Recent Insights into Escherichia coli and Vibrio spp. Pathogenicity and Responses to Stress

The ubiquitous presence of microorganisms is largely attributed to their tremendous capacity to successfully adapt and survive in highly adverse environments. The main goal of the current collection of reports and its continuation in the second edition of the Special Issue “Bacterial Responses to Environmental Stress and Their Specific Contribution to Escherichia coli and Vibrio spp. Survival and Virulence” is to present recent findings illustrating the key adaptation mechanisms and strategy exploited by well-known gamma-proteobacteria, Escherichia coli and Vibrio spp., in order to thrive in different environments and elicit infections.

The first, E. coli, is arguably the best characterized gamma-proteobacterium [1], which remains a popular model organism to study the adaptation and host–pathogen interactions of enterobacteria. The latter play an essential role in human and animal microbiota. In particular, many enterobacteria (e.g., E. coli, Klebsiella, and Shigella) are notorious for causing severe infections and for their ability to easily acquire resistance to a large number of drugs currently used to treat diseases. Therefore, it does not come as a surprise that the continuous spread of multidrug-resistant strains and their persistence during infection and disease development pose a true challenge for the current healthcare system, thus making it important to study the genetic bases and clinical manifestations of multidrug-resistant bacteria. Some articles included in the first and second edition of this Special Issue highlight significant progress made in this field. In particular, it concerns further advances achieved in addressing the contribution of multidrug-resistant E. coli strains to the development of intestine infection [2] and some health disorders [3,4]. Other reports provide a number of interesting insights into the mechanisms of pathogenesis by addressing the role of colicins [5] and bacterial toxins [6] during the infection process and by providing insights into various adaptation strategies [7,8,9,10].

Unlike members of the Enterobacteriaceae family, Vibrio spp. have received particular attention as model organisms widely employed to study the impact of climate change on the dynamics, spread and pathogenicity of microbial species that inhabit aquatic systems. Although many Vibrio spp. are not pathogenic, some of them do cause severe diseases in humans and a large number of marine organisms [11]. Apparently, the best-known one is cholera, caused by pathogenic V. cholerae strains whose recent spread around the globe was largely attributed to global warming. Due to the characteristic responses of vibrios to climate change, which were documented in numerous studies, a number of Vibrio spp. have recently been referred to as microbial barometers, thus emphasizing their ability to sense and respond to global warming and associated environmental changes [12].

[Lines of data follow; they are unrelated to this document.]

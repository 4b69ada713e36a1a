//! Session subscriptions
//!
//! A subscriber watches one directory and receives a batch of changed keys
//! per `update()`. Delivery is pull-based: events queue on the subscription
//! and the session layer drains them between driver iterations.

use skfs_core::{BaseName, DirName, Tick};
use std::collections::{BTreeMap, BTreeSet};

/// Subscription handle
#[derive(Debug, Clone, Copy, PartialEq, Eq, PartialOrd, Ord, Hash)]
pub struct SubId(pub u64);

/// One batch of changes to a watched directory
#[derive(Debug, Clone, PartialEq, Eq)]
pub struct ChangeEvent {
    /// The watched directory
    pub dir: DirName,
    /// Keys whose visible value changed
    pub keys: BTreeSet<BaseName>,
    /// Tick of the update that flushed the batch
    pub tick: Tick,
}

#[derive(Debug, Clone, Default)]
struct SubState {
    dir: Option<DirName>,
    pending: Vec<ChangeEvent>,
}

/// Subscription table owned by the context
#[derive(Debug, Clone, Default)]
pub struct Subscriptions {
    next: u64,
    subs: BTreeMap<u64, SubState>,
}

impl Subscriptions {
    /// Watch a directory
    pub fn subscribe(&mut self, dir: DirName) -> SubId {
        let id = self.next;
        self.next += 1;
        self.subs.insert(
            id,
            SubState {
                dir: Some(dir),
                pending: Vec::new(),
            },
        );
        SubId(id)
    }

    /// Stop watching
    pub fn unsubscribe(&mut self, id: SubId) {
        self.subs.remove(&id.0);
    }

    /// Queue one update's changes onto every matching subscription
    pub fn publish(&mut self, changed: &BTreeMap<DirName, BTreeSet<BaseName>>, tick: Tick) {
        for state in self.subs.values_mut() {
            let Some(dir) = &state.dir else { continue };
            if let Some(keys) = changed.get(dir) {
                if !keys.is_empty() {
                    state.pending.push(ChangeEvent {
                        dir: dir.clone(),
                        keys: keys.clone(),
                        tick,
                    });
                }
            }
        }
    }

    /// Take all queued events for a subscription
    pub fn drain(&mut self, id: SubId) -> Vec<ChangeEvent> {
        self.subs
            .get_mut(&id.0)
            .map(|s| std::mem::take(&mut s.pending))
            .unwrap_or_default()
    }
}

#[cfg(test)]
mod tests {
    use super::*;

    fn dir(name: &str) -> DirName {
        DirName::new(name).unwrap()
    }

    #[test]
    fn test_publish_routes_by_dir() {
        let mut subs = Subscriptions::default();
        let a = subs.subscribe(dir("/a/"));
        let b = subs.subscribe(dir("/b/"));

        let mut changed = BTreeMap::new();
        changed.insert(dir("/a/"), BTreeSet::from([BaseName::iid(1)]));
        subs.publish(&changed, Tick::from_raw(5));

        let got = subs.drain(a);
        assert_eq!(got.len(), 1);
        assert_eq!(got[0].tick, Tick::from_raw(5));
        assert!(subs.drain(b).is_empty());
        // Draining consumes.
        assert!(subs.drain(a).is_empty());
    }
}
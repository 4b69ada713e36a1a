//! Per-key mappers
//!
//! A mapper derives an output directory from a source directory: it re-runs
//! for every source key whose entry changed, writing output entries through a
//! [`Writer`]. Each write is tagged with the mapper's producer path (the
//! output directory plus the source key), so several source keys can
//! contribute disjoint slices to one output entry and a re-run replaces only
//! its own contribution.

use crate::context::Context;
use crate::handle::EHandle;
use crate::reduce::Reducer;
use skfs_core::{BaseName, DirName, File, FileDecode, Path, SkfsResult};
use std::collections::BTreeMap;
use std::sync::Arc;

/// Mapper function: `(ctx, writer, source key, source values)`
///
/// Reads performed through dependency-recording accessors while the mapper
/// runs become dependencies of the producer path; the supplied source values
/// are already covered.
pub type MapperFn =
    Arc<dyn Fn(&mut Context, &mut Writer, &BaseName, &[File]) -> SkfsResult<()> + Send + Sync>;

/// Registration of the mapper producing a derived directory
#[derive(Clone)]
pub(crate) struct MapperSpec {
    /// Source directory the mapper consumes
    pub src: DirName,
    /// Code is not persisted; `None` after a snapshot load until re-attached
    pub func: Option<MapperFn>,
}

/// Buffered writes of one mapper run
///
/// All writes land in one batch under the run's producer path when the run
/// completes; a failed run writes nothing.
pub struct Writer {
    producer: Path,
    writes: BTreeMap<BaseName, Vec<File>>,
}

impl Writer {
    pub(crate) fn new(producer: Path) -> Self {
        Writer {
            producer,
            writes: BTreeMap::new(),
        }
    }

    /// The producer path writes are tagged with
    pub fn producer(&self) -> &Path {
        &self.producer
    }

    /// Replace the run's output for `key`
    pub fn write_array(&mut self, key: BaseName, values: Vec<File>) {
        self.writes.insert(key, values);
    }

    /// Append one value to the run's output for `key`
    pub fn push(&mut self, key: BaseName, value: File) {
        self.writes.entry(key).or_default().push(value);
    }

    pub(crate) fn into_writes(self) -> BTreeMap<BaseName, Vec<File>> {
        self.writes
    }
}

/// Derive `out` from `src` through a per-key mapper
///
/// Creates `out` (or re-attaches to it after a snapshot load), registers it
/// as derived from `src`, and runs the mapper over the source's current keys.
/// An optional [`Reducer`] maintains an aggregate over the output entries.
///
/// # Errors
///
/// Fails when `out` collides with a live directory of another shape, or when
/// the initial mapper runs fail fatally.
pub fn map_key_values<S: FileDecode, T: FileDecode>(
    ctx: &mut Context,
    src: &EHandle<S>,
    out: &DirName,
    func: MapperFn,
    reducer: Option<Arc<dyn Reducer>>,
) -> SkfsResult<EHandle<T>> {
    ctx.register_mapper(src.name(), out, func, reducer)?;
    Ok(EHandle::new(out.clone()))
}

Owing to the important ecological roles of Vibrio spp., there is increasing interest in the isolation and characterization of new members of the Vibrio genus. One of the recent studies employing high-throughput sequencing techniques and gene annotation revealed a new species, V. fujianensis, that possesses a unique environmental adaptability [13]. This finding makes this new bacterium an attractive model organism to study adaptation mechanisms. In fact, some of them (e.g., cell adaptation to visible light) are still poorly understood, and a new study by Orruño et al. [14] certainly helps to gain new insights regarding the impact of this environmental factor on cell survival and adaptation.

In addition to physical factors, the nutrient content of marine ecosystems can likewise influence the physiology and lifestyles of Vibrio spp. The study of Liu et al. [15] nicely illustrates this fact by addressing the impact of the global regulator CsrA on V. alginolyticus motility and carbohydrate metabolism. The utilization of some natural biopolymers is assisted by hydrolytic enzymes secreted by Vibrio spp. The latter include diverse chitinases, a group of enzymes essential for recycling of different forms of chitin naturally present in the exoskeleton of many marine organisms. The study, which was carried out by Debnath et al. [16], provides new insights regarding the role of chitin-dependent growth and its impact on the natural competence of V. parahaemoliticus.

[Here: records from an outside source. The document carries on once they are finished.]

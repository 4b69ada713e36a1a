//! Interned immutable values
//!
//! A `File` is the opaque payload stored in directory cells. Files are deeply
//! immutable and interned: all construction funnels through an [`Interner`],
//! so structural equality coincides with pointer identity. Cache comparisons
//! in the engine rely on this and use [`File::same`].
//!
//! ## Value model
//!
//! `FileData` is a closed tagged union: `Str`, `Int`, `Blob`, `Record`, and
//! `External`. Client-defined shapes are expressed as `Record` values with a
//! client-chosen tag; typed access goes through the [`FileDecode`] trait,
//! which handles apply at the edge.
//!
//! [`Interner`]: crate::intern::Interner

use crate::error::{SkfsError, SkfsResult};
use serde::{Deserialize, Serialize};
use std::fmt;
use std::hash::{Hash, Hasher};
use std::sync::Arc;

/// Opaque handle into the context's external pointer registry
#[derive(
    Debug, Clone, Copy, PartialEq, Eq, PartialOrd, Ord, Hash, Serialize, Deserialize,
)]
pub struct ExternalId(pub u64);

impl fmt::Display for ExternalId {
    fn fmt(&self, f: &mut fmt::Formatter<'_>) -> fmt::Result {
        write!(f, "ext#{}", self.0)
    }
}

/// Payload of a file value
///
/// Closed union; clients extend it through `Record` tags rather than new
/// variants. Equality is structural, with no cross-variant coercions.
#[derive(Debug, Clone, PartialEq, Eq, Hash, Serialize, Deserialize)]
pub enum FileData {
    /// UTF-8 string
    Str(Arc<str>),
    /// 64-bit signed integer
    Int(i64),
    /// Raw bytes
    Blob(Arc<[u8]>),
    /// Client-tagged composite value
    Record {
        /// Client-chosen shape tag
        tag: u32,
        /// Field values, in shape order
        fields: Vec<File>,
    },
    /// Handle to a non-managed resource
    External(ExternalId),
}

impl FileData {
    /// The variant name, for error messages
    pub fn kind(&self) -> &'static str {
        match self {
            FileData::Str(_) => "Str",
            FileData::Int(_) => "Int",
            FileData::Blob(_) => "Blob",
            FileData::Record { .. } => "Record",
            FileData::External(_) => "External",
        }
    }
}

/// An interned, immutable value
///
/// Cheap to clone (one `Arc` bump). Two files produced by the same context
/// are structurally equal iff they are pointer-equal; [`File::same`] is the
/// identity test the engine uses for cutoff decisions.
#[derive(Debug, Clone, Serialize, Deserialize)]
#[serde(transparent)]
pub struct File(Arc<FileData>);

impl File {
    /// Wrap payload without interning
    ///
    /// Only the interner and the snapshot loader call this; everything else
    /// goes through `Context::intern` so the identity invariant holds.
    pub fn from_arc(data: Arc<FileData>) -> Self {
        File(data)
    }

    /// The payload
    #[inline]
    pub fn data(&self) -> &FileData {
        &self.0
    }

    /// The underlying shared allocation
    #[inline]
    pub fn as_arc(&self) -> &Arc<FileData> {
        &self.0
    }

    /// Pointer identity test
    ///
    /// For interned files this coincides with structural equality and is the
    /// comparison used by the engine's write cutoff and cache validation.
    #[inline]
    pub fn same(&self, other: &File) -> bool {
        Arc::ptr_eq(&self.0, &other.0)
    }

    /// String payload, if this is a `Str`
    pub fn as_str(&self) -> Option<&str> {
        match self.data() {
            FileData::Str(s) => Some(s),
            _ => None,
        }
    }

    /// Integer payload, if this is an `Int`
    pub fn as_int(&self) -> Option<i64> {
        match self.data() {
            FileData::Int(i) => Some(*i),
            _ => None,
        }
    }

    /// Blob payload, if this is a `Blob`
    pub fn as_blob(&self) -> Option<&[u8]> {
        match self.data() {
            FileData::Blob(b) => Some(b),
            _ => None,
        }
    }

    /// External handle, if this is an `External`
    pub fn as_external(&self) -> Option<ExternalId> {
        match self.data() {
            FileData::External(id) => Some(*id),
            _ => None,
        }
    }

    /// Decode into a client type
    ///
    /// # Errors
    ///
    /// Returns `DecodeError` if the payload shape does not match.
    pub fn decode<T: FileDecode>(&self) -> SkfsResult<T> {
        T::decode(self)
    }
}

impl PartialEq for File {
    fn eq(&self, other: &Self) -> bool {
        // Interned files short-circuit on identity.
        Arc::ptr_eq(&self.0, &other.0) || self.0 == other.0
    }
}

impl Eq for File {}

impl Hash for File {
    fn hash<H: Hasher>(&self, state: &mut H) {
        self.0.hash(state);
    }
}

impl fmt::Display for File {
    fn fmt(&self, f: &mut fmt::Formatter<'_>) -> fmt::Result {
        match self.data() {
            FileData::Str(s) => write!(f, "{:?}", s),
            FileData::Int(i) => write!(f, "{}", i),
            FileData::Blob(b) => write!(f, "<blob {} bytes>", b.len()),
            FileData::Record { tag, fields } => {
                write!(f, "#{}(", tag)?;
                for (i, field) in fields.iter().enumerate() {
                    if i > 0 {
                        write!(f, ", ")?;
                    }
                    write!(f, "{}", field)?;
                }
                write!(f, ")")
            }
            FileData::External(id) => write!(f, "{}", id),
        }
    }
}

// =============================================================================
// FileDecode - Typed Access
// =============================================================================

/// Conversion between client types and file payloads
///
/// Handles carry an implementation of this trait and apply it at the edge;
/// the engine itself only ever sees `File`.
pub trait FileDecode: Sized {
    /// Decode a file into the client type
    ///
    /// # Errors
    ///
    /// Returns `DecodeError` when the payload shape does not match.
    fn decode(file: &File) -> SkfsResult<Self>;

    /// Encode the client type as a payload, ready for interning
    fn encode(&self) -> FileData;
}

impl FileDecode for String {
    fn decode(file: &File) -> SkfsResult<Self> {
        file.as_str()
            .map(str::to_owned)
            .ok_or_else(|| SkfsError::decode("Str", file.data().kind()))
    }

    fn encode(&self) -> FileData {
        FileData::Str(Arc::from(self.as_str()))
    }
}

impl FileDecode for i64 {
    fn decode(file: &File) -> SkfsResult<Self> {
        file.as_int()
            .ok_or_else(|| SkfsError::decode("Int", file.data().kind()))
    }

    fn encode(&self) -> FileData {
        FileData::Int(*self)
    }
}

impl FileDecode for Vec<u8> {
    fn decode(file: &File) -> SkfsResult<Self> {
        file.as_blob()
            .map(<[u8]>::to_vec)
            .ok_or_else(|| SkfsError::decode("Blob", file.data().kind()))
    }

    fn encode(&self) -> FileData {
        FileData::Blob(Arc::from(self.as_slice()))
    }
}

impl FileDecode for File {
    fn decode(file: &File) -> SkfsResult<Self> {
        Ok(file.clone())
    }

    fn encode(&self) -> FileData {
        self.data().clone()
    }
}

#[cfg(test)]
mod tests {
    use super::*;

    #[test]
    fn test_structural_equality_across_allocations() {
        let a = File::from_arc(Arc::new(FileData::Int(7)));
        let b = File::from_arc(Arc::new(FileData::Int(7)));
        assert_eq!(a, b);
        assert!(!a.same(&b));
    }

    #[test]
    fn test_no_cross_variant_equality() {
        let s = File::from_arc(Arc::new(FileData::Str(Arc::from("7"))));
        let i = File::from_arc(Arc::new(FileData::Int(7)));
        assert_ne!(s, i);
    }

    #[test]
    fn test_decode_roundtrip() {
        let f = File::from_arc(Arc::new("hello".to_string().encode()));
        assert_eq!(f.decode::<String>().unwrap(), "hello");
        assert!(f.decode::<i64>().is_err());
    }

    #[test]
    fn test_record_display() {
        let f = File::from_arc(Arc::new(FileData::Record {
            tag: 3,
            fields: vec![File::from_arc(Arc::new(FileData::Int(1)))],
        }));
        assert_eq!(f.to_string(), "#3(1)");
    }
}
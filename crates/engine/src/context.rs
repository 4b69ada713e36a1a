//! The mutable root of the computation graph
//!
//! A `Context` owns every directory, the logical clock, the pending dirty
//! set, the interner, the external pointer registry, and the subscription
//! table. All engine operations go through it; there is no ambient state.
//!
//! ## Write path
//!
//! Writes are applied in batches. A batch reserves one tick; if any entry
//! actually changes (identity-equal rewrites are suppressed) the tick is
//! committed, the changed entries' readers are marked dirty, derived
//! directories get one dirty producer path per changed key, and an attached
//! reducer observes a single aggregated delta for the whole batch.
//!
//! ## Update
//!
//! [`Context::update`] drains the dirty set smallest-path-first. Eager
//! producer paths re-run their mapper for that one source key; lazy paths
//! recompute in place when they hold a cached value, propagating dirt to
//! their readers only when the recomputed value differs. Failures are kept
//! per-entry: the stale value stays, the path stays dirty, and the next
//! update retries.

use crate::dir::{DeletedDir, Dir};
use crate::eager::{same_values, EagerDir};
use crate::external::{ExternalRegistry, Finalizer};
use crate::handle::EHandle;
use crate::lazy::{LazyDir, LazyEntry, LazyFn, LazyState};
use crate::mapper::{MapperFn, MapperSpec, Writer};
use crate::reduce::{Reducer, ReducerState};
use crate::session::{ChangeEvent, SubId, Subscriptions};
use crate::stats::EngineStats;
use crate::track::Tracker;
use skfs_core::{
    BaseName, DirName, ExternalId, File, FileData, FileDecode, Interner, Path, SkfsError,
    SkfsResult, Tick,
};
use std::collections::{BTreeMap, BTreeSet};
use std::sync::Arc;
use tracing::{debug, warn};

/// One write operation inside a batch
///
/// The producer addresses a slice (`None` is the direct slice); `None` values
/// remove the addressed slice or entry.
pub(crate) type BatchOp = (BaseName, Option<Path>, Option<Vec<File>>);

/// How the context came to exist
#[derive(Debug, Clone, Copy, PartialEq, Eq)]
pub enum SessionKind {
    /// Built from scratch; registrations create directories
    Fresh,
    /// Restored from a snapshot; registrations re-attach code to loaded data
    Loaded,
}

/// The mutable root owning all directories and the current time
pub struct Context {
    pub(crate) time: Tick,
    pub(crate) dirs: BTreeMap<DirName, Dir>,
    pub(crate) dirty_readers: BTreeSet<Path>,
    pub(crate) globals: BTreeMap<String, File>,
    pub(crate) interner: Interner,
    pub(crate) externals: ExternalRegistry,
    pub(crate) subs: Subscriptions,
    pub(crate) stats: EngineStats,
    pub(crate) session: SessionKind,
    /// Changed keys accumulated since the last flush to subscribers
    pub(crate) changed: BTreeMap<DirName, BTreeSet<BaseName>>,
    tracker: Tracker,
}

impl Default for Context {
    fn default() -> Self {
        Context::new()
    }
}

Besides the high adaptability of pathogens and the ongoing expansion of their habitats due to climate change, another important factor that determines their spread and the increase in incidence of infections is horizontal gene transfer (HGT), which is often mediated by plasmids. Two articles in this Special Issue are focused on E. coli and V. parhaemoliticus plasmids [17,18] that harbor gene coding for multidrug resistance and virulence, respectively.

In conclusion, we hope that the content of this Special Issue will serve as an important source of information and will stimulate further interest in using E. coli and Vibrio spp. to address the fundamental and timely questions concerning the spread of pathogenic species and their impact on human health.